As it happened, Bridgit’s room had a big wall-to-wall blue rug, and Bridgit did better with visual instruction, so we changed the rule so that she could still stay up and read and play, but she had to stay on the blue rug. After that, without fail, Sally and I would come up stairs at the end of the evening to find Bridgit sprawled out asleep in the middle of the hallway, surrounded by stuffed animals, toys and books, with her favorite companion, Puppy, tucked into the crook of one arm, and the other arm stretched out as far as it could go with her hand just touching the blue rug.
Sometimes it was a foot.
No matter what imagined conversations she had had with those stuffed friends all evening, or whatever adventures those books had taken her on, she always kept one paw on the blue rug.
There is a lesson in there for you, Charlie, and it’s this: you can’t win an argument with someone like that – someone who would rather sleep on the hard floor than on a soft rug just to make a point.
It’s easy to think of that blue rug as a tether, or a constraint, a limitation or a boundary, but for us I think it became something else. It was your own place; it was safety; it was security; it was the comfort of the familiar. It was Home.

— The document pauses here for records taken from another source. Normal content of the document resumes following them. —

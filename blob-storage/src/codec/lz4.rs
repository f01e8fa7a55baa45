use std::io::{Read, Write};

use lz4_flex::frame::{FrameDecoder, FrameEncoder, FrameInfo};

use crate::codec::Compressor;
use crate::errors::{FilerErr, FilerResult};

const FRAME_MAGIC: u32 = 0x184D_2204;
const FLG_DICT_ID: u8 = 0x01;
const FLG_CONTENT_CHECKSUM: u8 = 0x04;
const FLG_CONTENT_SIZE: u8 = 0x08;
const FLG_BLOCK_CHECKSUM: u8 = 0x10;
/// magic, FLG, BD, content size
const CONTENT_SIZE_END: usize = 14;
const UNCOMPRESSED_BLOCK: u32 = 0x8000_0000;
/// Upper bound of the LZ4 expansion ratio, used to cap the output buffer a
/// header can ask for.
const MAX_RATIO: usize = 255;

/// LZ4 frame codec, fastest of the set with the lowest ratio. Suited to
/// large payloads where throughput matters more than size.
///
/// Frames carry their content size and a content checksum. The decoder
/// stops quietly at a missing block, so every frame is walked block by block
/// before decoding and must end with its end mark and checksum.
#[derive(Debug, Clone, Default)]
pub struct Lz4Compressor;

fn read_u32(frame: &[u8], at: usize) -> Option<u32> {
    let word = frame.get(at..at.checked_add(4)?)?;
    Some(u32::from_le_bytes([word[0], word[1], word[2], word[3]]))
}

/// Checks the frame layout and returns the content size its header declares.
fn declared_content_size(frame: &[u8]) -> FilerResult<u64> {
    let truncated = || FilerErr::corrupt("lz4 frame is truncated");
    if read_u32(frame, 0) != Some(FRAME_MAGIC) {
        return Err(FilerErr::corrupt("not an lz4 frame"));
    }
    let flg = *frame.get(4).ok_or_else(truncated)?;
    if flg & FLG_CONTENT_SIZE == 0 {
        return Err(FilerErr::corrupt("lz4 frame does not declare its content size"));
    }
    let size = frame.get(6..CONTENT_SIZE_END).ok_or_else(truncated)?;
    let size = u64::from_le_bytes(<[u8; 8]>::try_from(size).map_err(|_| truncated())?);

    let dict_id = if flg & FLG_DICT_ID != 0 { 4 } else { 0 };
    let block_checksum = if flg & FLG_BLOCK_CHECKSUM != 0 { 4 } else { 0 };
    // header checksum byte follows the optional dictionary id
    let mut pos = CONTENT_SIZE_END + dict_id + 1;
    loop {
        let word = read_u32(frame, pos).ok_or_else(truncated)?;
        pos += 4;
        if word == 0 {
            break;
        }
        let len = (word & !UNCOMPRESSED_BLOCK) as usize;
        pos = pos
            .checked_add(len + block_checksum)
            .filter(|end| *end <= frame.len())
            .ok_or_else(truncated)?;
    }
    if flg & FLG_CONTENT_CHECKSUM != 0 {
        pos += 4;
    }
    if pos > frame.len() {
        return Err(truncated());
    }
    if pos < frame.len() {
        return Err(FilerErr::corrupt("trailing bytes after lz4 frame"));
    }
    Ok(size)
}

impl Compressor for Lz4Compressor {
    fn compress(&self, raw: &[u8]) -> FilerResult<Vec<u8>> {
        let info = FrameInfo::new()
            .content_checksum(true)
            .content_size(Some(raw.len() as u64));
        let mut encoder = FrameEncoder::with_frame_info(info, Vec::with_capacity(raw.len() / 2));
        encoder.write_all(raw)?;
        encoder.finish().map_err(|e| FilerErr::Io(std::io::Error::other(e)))
    }

    fn decompress(&self, compressed: &[u8]) -> FilerResult<Vec<u8>> {
        let declared = declared_content_size(compressed)?;
        let capacity = usize::try_from(declared)
            .unwrap_or(usize::MAX)
            .min(compressed.len().saturating_mul(MAX_RATIO));
        let mut out = Vec::with_capacity(capacity);
        FrameDecoder::new(compressed)
            .read_to_end(&mut out)
            .map_err(FilerErr::corrupt)?;
        if out.len() as u64 != declared {
            return Err(FilerErr::corrupt(format!(
                "lz4 frame declares {declared} bytes but holds {}",
                out.len()
            )));
        }
        Ok(out)
    }

    fn token(&self) -> &'static str {
        "lz4"
    }
}

#[cfg(test)]
mod tests {
    use super::*;
    use crate::test_support::noise;

    /// Offset of the first block size word in frames this codec writes.
    const FIRST_BLOCK: usize = CONTENT_SIZE_END + 1;

    #[test]
    fn test_lz4_frame_magic() {
        let c = Lz4Compressor.compress(b"abc").unwrap();
        assert_eq!(&c[..4], &[0x04, 0x22, 0x4D, 0x18]);
        assert_eq!(declared_content_size(&c).unwrap(), 3);
    }

    #[test]
    fn test_lz4_checksum_catches_flipped_byte() {
        let data = b"lz4 payload with some repetition repetition repetition".repeat(64);
        let mut c = Lz4Compressor.compress(&data).unwrap();
        let last = c.len() - 1;
        c[last] ^= 0x01;
        assert!(matches!(Lz4Compressor.decompress(&c), Err(FilerErr::CorruptStream(_))));
    }

    #[test]
    fn test_lz4_cut_at_block_boundary() {
        let data = noise(9_000_000, 11);
        let c = Lz4Compressor.compress(&data).unwrap();
        let first_len = (read_u32(&c, FIRST_BLOCK).unwrap() & !UNCOMPRESSED_BLOCK) as usize;
        let cut = FIRST_BLOCK + 4 + first_len;
        assert!(cut < c.len());

        let err = Lz4Compressor.decompress(&c[..cut]).unwrap_err();
        assert!(matches!(err, FilerErr::CorruptStream(_)), "{err}");
    }

    #[test]
    fn test_lz4_missing_end_mark_and_checksum() {
        let data = b"abcdefgh".repeat(40_000);
        let c = Lz4Compressor.compress(&data).unwrap();
        for drop in 1..=8 {
            let err = Lz4Compressor.decompress(&c[..c.len() - drop]).unwrap_err();
            assert!(matches!(err, FilerErr::CorruptStream(_)), "dropped {drop}: {err}");
        }
    }

    #[test]
    fn test_lz4_trailing_bytes_rejected() {
        let mut c = Lz4Compressor.compress(b"payload").unwrap();
        c.extend_from_slice(b"junk");
        assert!(matches!(Lz4Compressor.decompress(&c), Err(FilerErr::CorruptStream(_))));
    }

    #[test]
    fn test_lz4_frame_without_content_size_rejected() {
        let mut encoder = FrameEncoder::new(Vec::new());
        encoder.write_all(b"no size in header").unwrap();
        let c = encoder.finish().unwrap();
        assert!(matches!(Lz4Compressor.decompress(&c), Err(FilerErr::CorruptStream(_))));
    }
}
//! Compressed blob storage behind a single `Filer` facade.
//!
//! Payloads are compressed with a configurable codec and persisted either in
//! RocksDB (two keys per record) or in a SQLite catalog that splits the
//! compressed bytes into ordered block rows.

pub mod catalog_store;
pub mod chunker;
pub mod codec;
pub mod config;
pub mod errors;
pub mod filer;
pub mod kv_store;
pub mod record;
pub mod sniff;
pub mod store;

#[cfg(test)]
mod test_support;

pub use codec::{CodecKind, Codecs, Compressor};
pub use config::{BackendKind, FilerConfig};
pub use errors::{FilerErr, FilerResult};
pub use filer::Filer;
pub use record::{FileContext, StoredFile};
pub mod file_service;
use async_trait::async_trait;

use crate::catalog_store::CatalogFileStore;
use crate::codec::Codecs;
use crate::errors::FilerResult;
use crate::kv_store::RocksFileStore;
use crate::record::{FileContext, StoredBlob};

/// Durable storage for compressed records, keyed by record id.
#[async_trait]
pub trait FileStore: Send + Sync {
    /// Persists the record described by `file` with its compressed payload.
    ///
    /// Either the whole record becomes visible or none of it does.
    async fn put_file(&self, file: &FileContext, codec: &Codecs, compressed: &[u8]) -> FilerResult<()>;

    /// Loads the compressed record stored under `id`.
    ///
    /// `codec` is the deployment default; a store that remembers which codec
    /// wrote the record returns that one instead.
    async fn get_file(&self, id: &str, codec: &Codecs) -> FilerResult<StoredBlob>;

    /// Releases the store's resources. Meant to run once, at shutdown.
    async fn cleanup(&self) -> FilerResult<()>;
}

#[derive(Debug)]
pub enum FileStores {
    Rocks(RocksFileStore),
    Catalog(CatalogFileStore),
}

impl FileStores {
    /// Returns a reference to the inner value as a trait object.
    pub fn as_trait(&self) -> &dyn FileStore {
        match self {
            FileStores::Rocks(a) => a,
            FileStores::Catalog(b) => b,
        }
    }
}
use std::fmt;
use std::path::{Path, PathBuf};
use std::sync::RwLock;

use async_trait::async_trait;
use rocksdb::{Options, WriteBatch, WriteOptions, DB};

use crate::codec::Codecs;
use crate::errors::{FilerErr, FilerResult};
use crate::record::{FileContext, StoredBlob};
use crate::store::FileStore;

/// Namespace of the keys holding compressed payloads. Record ids are UUIDs,
/// so no name key can ever collide with a data key.
pub const DATA_KEY_PREFIX: &str = "file:///";

/// Largest single value RocksDB accepts.
pub const MAX_VALUE_SIZE: usize = u32::MAX as usize;

fn name_key(id: &str) -> Vec<u8> {
    id.as_bytes().to_vec()
}

fn data_key(id: &str) -> Vec<u8> {
    format!("{DATA_KEY_PREFIX}{id}").into_bytes()
}

/// Keeps each record as two RocksDB keys: `<id>` for the name and
/// `file:///<id>` for the compressed bytes. Payloads are not chunked, so a
/// record is bounded by [`MAX_VALUE_SIZE`].
///
/// `cleanup` drops the handle, releasing the database lock while the store
/// value itself may still be shared.
pub struct RocksFileStore {
    db: RwLock<Option<DB>>,
    path: PathBuf,
}

impl fmt::Debug for RocksFileStore {
    fn fmt(&self, f: &mut fmt::Formatter<'_>) -> fmt::Result {
        let closed = self.db.read().map(|db| db.is_none()).unwrap_or(true);
        f.debug_struct("RocksFileStore")
            .field("path", &self.path)
            .field("closed", &closed)
            .finish()
    }
}

impl RocksFileStore {
    pub fn open<P: AsRef<Path>>(path: P) -> FilerResult<Self> {
        let path = path.as_ref().to_path_buf();
        let mut opts = Options::default();
        opts.create_if_missing(true);

        let db = DB::open(&opts, &path).map_err(|e| {
            FilerErr::BackendUnavailable(format!("cannot open RocksDB at {}: {e}", path.display()))
        })?;
        tracing::info!("opened RocksDB file store at {}", path.display());
        Ok(Self::from_db(db, path))
    }

    fn from_db(db: DB, path: PathBuf) -> Self {
        Self { db: RwLock::new(Some(db)), path }
    }

    fn unavailable(&self, why: &str) -> FilerErr {
        FilerErr::BackendUnavailable(format!("RocksDB file store at {} {why}", self.path.display()))
    }

    /// Runs `f` against the open handle. The lock is never held across an
    /// await point.
    fn with_db<T>(&self, f: impl FnOnce(&DB) -> FilerResult<T>) -> FilerResult<T> {
        let guard = self.db.read().map_err(|_| self.unavailable("has a poisoned lock"))?;
        let db = guard.as_ref().ok_or_else(|| self.unavailable("was cleaned up"))?;
        f(db)
    }
}

#[async_trait]
impl FileStore for RocksFileStore {
    async fn put_file(&self, file: &FileContext, _codec: &Codecs, compressed: &[u8]) -> FilerResult<()> {
        if compressed.len() > MAX_VALUE_SIZE {
            return Err(FilerErr::ValueTooLarge { size: compressed.len(), limit: MAX_VALUE_SIZE });
        }

        let mut batch = WriteBatch::default();
        batch.put(name_key(&file.id), file.name.as_bytes());
        batch.put(data_key(&file.id), compressed);

        let mut write_opts = WriteOptions::default();
        write_opts.set_sync(true);
        self.with_db(|db| Ok(db.write_opt(batch, &write_opts)?))
    }

    async fn get_file(&self, id: &str, codec: &Codecs) -> FilerResult<StoredBlob> {
        let (name, payload) = self.with_db(|db| {
            // both keys come from the same point in time
            let snapshot = db.snapshot();
            let name = snapshot
                .get(name_key(id))?
                .ok_or_else(|| FilerErr::NotFound(id.to_string()))?;
            let payload = snapshot
                .get(data_key(id))?
                .ok_or_else(|| FilerErr::NotFound(id.to_string()))?;
            Ok((name, payload))
        })?;

        let name = String::from_utf8(name)
            .map_err(|e| FilerErr::corrupt(format!("name stored under {id} is not UTF-8: {e}")))?;
        Ok(StoredBlob {
            name,
            content_type: None,
            codec: codec.clone(),
            payload,
        })
    }

    async fn cleanup(&self) -> FilerResult<()> {
        let db = self
            .db
            .write()
            .map_err(|_| self.unavailable("has a poisoned lock"))?
            .take();
        let Some(db) = db else {
            return Ok(());
        };
        let flushed = db.flush().and_then(|_| db.flush_wal(true));
        drop(db);
        flushed?;
        tracing::info!("closed RocksDB file store at {}", self.path.display());
        Ok(())
    }
}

So tonight, as I ask you all to join me in a toast to the happiness and prosperity of Bridgit and Charlie, it’s offered with this wish: that wherever this adventure takes you, no matter where or how far you go, may you always find yourself with a blue rug close at hand – close enough to reach out and touch with your hand, or with your foot, or with your heart. And it comes with this promise: you’ll always know where you can find one.
To your lifetime of happiness together.